[Stored data entries]
········

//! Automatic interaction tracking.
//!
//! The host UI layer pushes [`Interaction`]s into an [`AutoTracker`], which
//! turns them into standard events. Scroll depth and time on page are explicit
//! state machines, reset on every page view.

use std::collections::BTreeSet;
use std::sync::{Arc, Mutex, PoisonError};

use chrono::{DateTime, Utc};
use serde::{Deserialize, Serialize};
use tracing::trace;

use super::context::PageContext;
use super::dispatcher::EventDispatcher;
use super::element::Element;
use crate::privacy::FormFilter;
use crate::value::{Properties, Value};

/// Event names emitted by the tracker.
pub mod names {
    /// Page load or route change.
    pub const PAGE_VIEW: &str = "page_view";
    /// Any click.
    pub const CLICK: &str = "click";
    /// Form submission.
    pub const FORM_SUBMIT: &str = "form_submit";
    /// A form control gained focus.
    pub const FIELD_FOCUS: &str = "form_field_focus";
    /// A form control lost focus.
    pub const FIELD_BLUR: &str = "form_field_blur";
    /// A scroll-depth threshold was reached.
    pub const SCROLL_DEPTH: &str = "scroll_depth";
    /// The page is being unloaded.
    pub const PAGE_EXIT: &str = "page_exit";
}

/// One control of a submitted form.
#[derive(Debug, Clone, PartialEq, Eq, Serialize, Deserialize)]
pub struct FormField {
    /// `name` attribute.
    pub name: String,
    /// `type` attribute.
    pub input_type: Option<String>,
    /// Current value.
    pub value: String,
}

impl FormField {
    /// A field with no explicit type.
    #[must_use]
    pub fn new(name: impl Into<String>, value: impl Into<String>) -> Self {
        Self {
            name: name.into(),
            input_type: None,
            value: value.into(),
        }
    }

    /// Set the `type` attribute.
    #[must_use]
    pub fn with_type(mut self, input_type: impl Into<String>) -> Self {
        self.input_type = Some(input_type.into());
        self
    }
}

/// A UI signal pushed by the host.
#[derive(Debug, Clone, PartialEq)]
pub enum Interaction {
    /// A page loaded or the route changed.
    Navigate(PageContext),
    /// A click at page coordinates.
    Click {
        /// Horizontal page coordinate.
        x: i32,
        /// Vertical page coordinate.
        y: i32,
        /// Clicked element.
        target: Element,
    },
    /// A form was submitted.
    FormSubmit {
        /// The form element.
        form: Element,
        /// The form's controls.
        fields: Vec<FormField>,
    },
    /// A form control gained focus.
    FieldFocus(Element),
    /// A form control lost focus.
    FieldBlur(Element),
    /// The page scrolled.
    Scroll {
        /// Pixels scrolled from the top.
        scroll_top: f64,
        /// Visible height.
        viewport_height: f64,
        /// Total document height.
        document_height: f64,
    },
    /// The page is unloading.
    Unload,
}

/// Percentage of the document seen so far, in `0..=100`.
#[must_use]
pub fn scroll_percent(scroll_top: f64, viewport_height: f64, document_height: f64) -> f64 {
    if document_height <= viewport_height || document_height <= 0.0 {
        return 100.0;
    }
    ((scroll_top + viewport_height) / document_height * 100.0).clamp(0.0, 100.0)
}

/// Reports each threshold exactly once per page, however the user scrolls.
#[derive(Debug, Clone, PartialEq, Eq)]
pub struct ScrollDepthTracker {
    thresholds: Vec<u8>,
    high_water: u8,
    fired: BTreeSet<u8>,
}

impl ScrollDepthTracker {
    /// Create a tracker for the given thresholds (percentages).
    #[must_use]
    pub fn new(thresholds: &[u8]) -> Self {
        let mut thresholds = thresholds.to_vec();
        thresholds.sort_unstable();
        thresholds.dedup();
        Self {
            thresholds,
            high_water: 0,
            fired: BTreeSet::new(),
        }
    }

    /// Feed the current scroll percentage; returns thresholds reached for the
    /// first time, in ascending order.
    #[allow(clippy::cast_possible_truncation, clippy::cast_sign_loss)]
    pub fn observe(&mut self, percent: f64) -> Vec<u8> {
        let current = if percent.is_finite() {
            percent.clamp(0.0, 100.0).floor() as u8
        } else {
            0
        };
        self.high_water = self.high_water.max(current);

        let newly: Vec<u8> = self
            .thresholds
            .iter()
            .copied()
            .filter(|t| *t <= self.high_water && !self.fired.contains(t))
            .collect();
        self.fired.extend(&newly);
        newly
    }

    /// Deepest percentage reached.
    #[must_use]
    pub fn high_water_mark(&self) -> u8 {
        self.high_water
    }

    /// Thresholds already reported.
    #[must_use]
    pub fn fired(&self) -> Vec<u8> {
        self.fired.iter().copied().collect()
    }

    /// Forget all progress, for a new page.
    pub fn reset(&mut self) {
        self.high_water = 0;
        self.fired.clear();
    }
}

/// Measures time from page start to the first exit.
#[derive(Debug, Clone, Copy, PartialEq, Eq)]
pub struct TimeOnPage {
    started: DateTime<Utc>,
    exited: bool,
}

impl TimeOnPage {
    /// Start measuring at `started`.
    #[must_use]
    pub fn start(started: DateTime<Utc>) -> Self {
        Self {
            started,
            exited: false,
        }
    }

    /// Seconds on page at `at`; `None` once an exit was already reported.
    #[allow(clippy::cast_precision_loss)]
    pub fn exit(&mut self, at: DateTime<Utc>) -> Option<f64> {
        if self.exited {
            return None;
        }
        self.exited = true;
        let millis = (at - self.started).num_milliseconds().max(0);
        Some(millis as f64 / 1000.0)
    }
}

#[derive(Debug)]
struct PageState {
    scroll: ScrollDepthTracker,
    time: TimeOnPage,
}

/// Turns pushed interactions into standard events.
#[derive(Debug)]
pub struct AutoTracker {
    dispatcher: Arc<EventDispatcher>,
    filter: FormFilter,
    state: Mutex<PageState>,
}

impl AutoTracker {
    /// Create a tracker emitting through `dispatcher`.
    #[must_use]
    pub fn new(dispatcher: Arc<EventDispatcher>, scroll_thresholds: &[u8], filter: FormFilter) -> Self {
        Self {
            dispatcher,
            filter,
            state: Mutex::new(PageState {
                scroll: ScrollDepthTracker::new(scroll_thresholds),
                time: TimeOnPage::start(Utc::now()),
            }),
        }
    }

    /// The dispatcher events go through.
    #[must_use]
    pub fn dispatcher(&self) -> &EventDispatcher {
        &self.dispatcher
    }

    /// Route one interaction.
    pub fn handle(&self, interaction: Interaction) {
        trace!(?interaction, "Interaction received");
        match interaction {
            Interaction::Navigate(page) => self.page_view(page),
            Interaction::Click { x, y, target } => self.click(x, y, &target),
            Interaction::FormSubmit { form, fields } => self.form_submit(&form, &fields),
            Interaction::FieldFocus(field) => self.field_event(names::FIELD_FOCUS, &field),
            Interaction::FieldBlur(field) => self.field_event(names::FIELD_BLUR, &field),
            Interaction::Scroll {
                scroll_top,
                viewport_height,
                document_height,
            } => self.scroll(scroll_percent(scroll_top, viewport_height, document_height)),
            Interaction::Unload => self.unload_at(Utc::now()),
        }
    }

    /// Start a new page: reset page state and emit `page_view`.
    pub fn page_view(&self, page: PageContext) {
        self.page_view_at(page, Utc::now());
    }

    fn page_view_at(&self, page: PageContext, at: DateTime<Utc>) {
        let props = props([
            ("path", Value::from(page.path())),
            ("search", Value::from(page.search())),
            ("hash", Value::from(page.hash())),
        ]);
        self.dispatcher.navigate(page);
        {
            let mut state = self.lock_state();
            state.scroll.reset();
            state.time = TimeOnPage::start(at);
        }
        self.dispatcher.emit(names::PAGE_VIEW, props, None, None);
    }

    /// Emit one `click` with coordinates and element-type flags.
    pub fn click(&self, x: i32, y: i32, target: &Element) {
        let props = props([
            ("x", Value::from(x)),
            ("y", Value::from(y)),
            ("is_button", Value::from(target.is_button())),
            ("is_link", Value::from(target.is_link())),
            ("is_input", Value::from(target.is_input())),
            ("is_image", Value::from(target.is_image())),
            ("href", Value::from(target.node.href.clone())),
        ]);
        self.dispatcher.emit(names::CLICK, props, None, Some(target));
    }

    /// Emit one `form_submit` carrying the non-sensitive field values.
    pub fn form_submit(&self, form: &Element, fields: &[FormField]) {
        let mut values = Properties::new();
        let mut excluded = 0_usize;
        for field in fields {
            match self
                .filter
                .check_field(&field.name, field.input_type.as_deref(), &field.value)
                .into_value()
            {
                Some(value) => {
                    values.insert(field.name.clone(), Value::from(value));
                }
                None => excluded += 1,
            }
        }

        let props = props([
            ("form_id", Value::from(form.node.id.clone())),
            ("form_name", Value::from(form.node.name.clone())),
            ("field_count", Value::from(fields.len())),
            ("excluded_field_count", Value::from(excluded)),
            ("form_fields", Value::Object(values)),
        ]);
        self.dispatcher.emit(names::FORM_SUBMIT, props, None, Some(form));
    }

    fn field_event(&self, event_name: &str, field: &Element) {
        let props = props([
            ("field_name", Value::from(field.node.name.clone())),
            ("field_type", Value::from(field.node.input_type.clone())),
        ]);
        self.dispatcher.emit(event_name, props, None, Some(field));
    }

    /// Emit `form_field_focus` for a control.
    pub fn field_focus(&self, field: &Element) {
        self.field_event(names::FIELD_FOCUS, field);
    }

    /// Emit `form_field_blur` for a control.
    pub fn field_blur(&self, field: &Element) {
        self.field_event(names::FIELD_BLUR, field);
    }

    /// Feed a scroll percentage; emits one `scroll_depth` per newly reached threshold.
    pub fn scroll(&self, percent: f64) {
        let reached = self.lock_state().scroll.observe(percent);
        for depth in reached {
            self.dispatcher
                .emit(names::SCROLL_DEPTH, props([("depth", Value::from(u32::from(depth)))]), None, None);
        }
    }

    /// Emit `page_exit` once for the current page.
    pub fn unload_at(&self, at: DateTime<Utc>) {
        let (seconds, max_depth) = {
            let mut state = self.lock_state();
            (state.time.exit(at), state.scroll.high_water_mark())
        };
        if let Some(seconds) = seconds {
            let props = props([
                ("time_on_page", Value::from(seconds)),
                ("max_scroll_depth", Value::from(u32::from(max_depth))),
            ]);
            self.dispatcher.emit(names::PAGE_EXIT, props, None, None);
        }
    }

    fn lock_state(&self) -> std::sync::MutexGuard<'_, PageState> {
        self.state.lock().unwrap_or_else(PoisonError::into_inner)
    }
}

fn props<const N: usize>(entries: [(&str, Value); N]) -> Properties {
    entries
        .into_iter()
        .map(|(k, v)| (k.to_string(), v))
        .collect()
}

········

_WHAT NEEDS TO BE DONE_. Set down again, word for word, the stretch of records from the line with "Percentage of the" to the line with "the user scrolls.", both of those lines included.

_RESPONSE TO THIS TASK_.
/// Percentage of the document seen so far, in `0..=100`.
#[must_use]
pub fn scroll_percent(scroll_top: f64, viewport_height: f64, document_height: f64) -> f64 {
    if document_height <= viewport_height || document_height <= 0.0 {
        return 100.0;
    }
    ((scroll_top + viewport_height) / document_height * 100.0).clamp(0.0, 100.0)
}

/// Reports each threshold exactly once per page, however the user scrolls.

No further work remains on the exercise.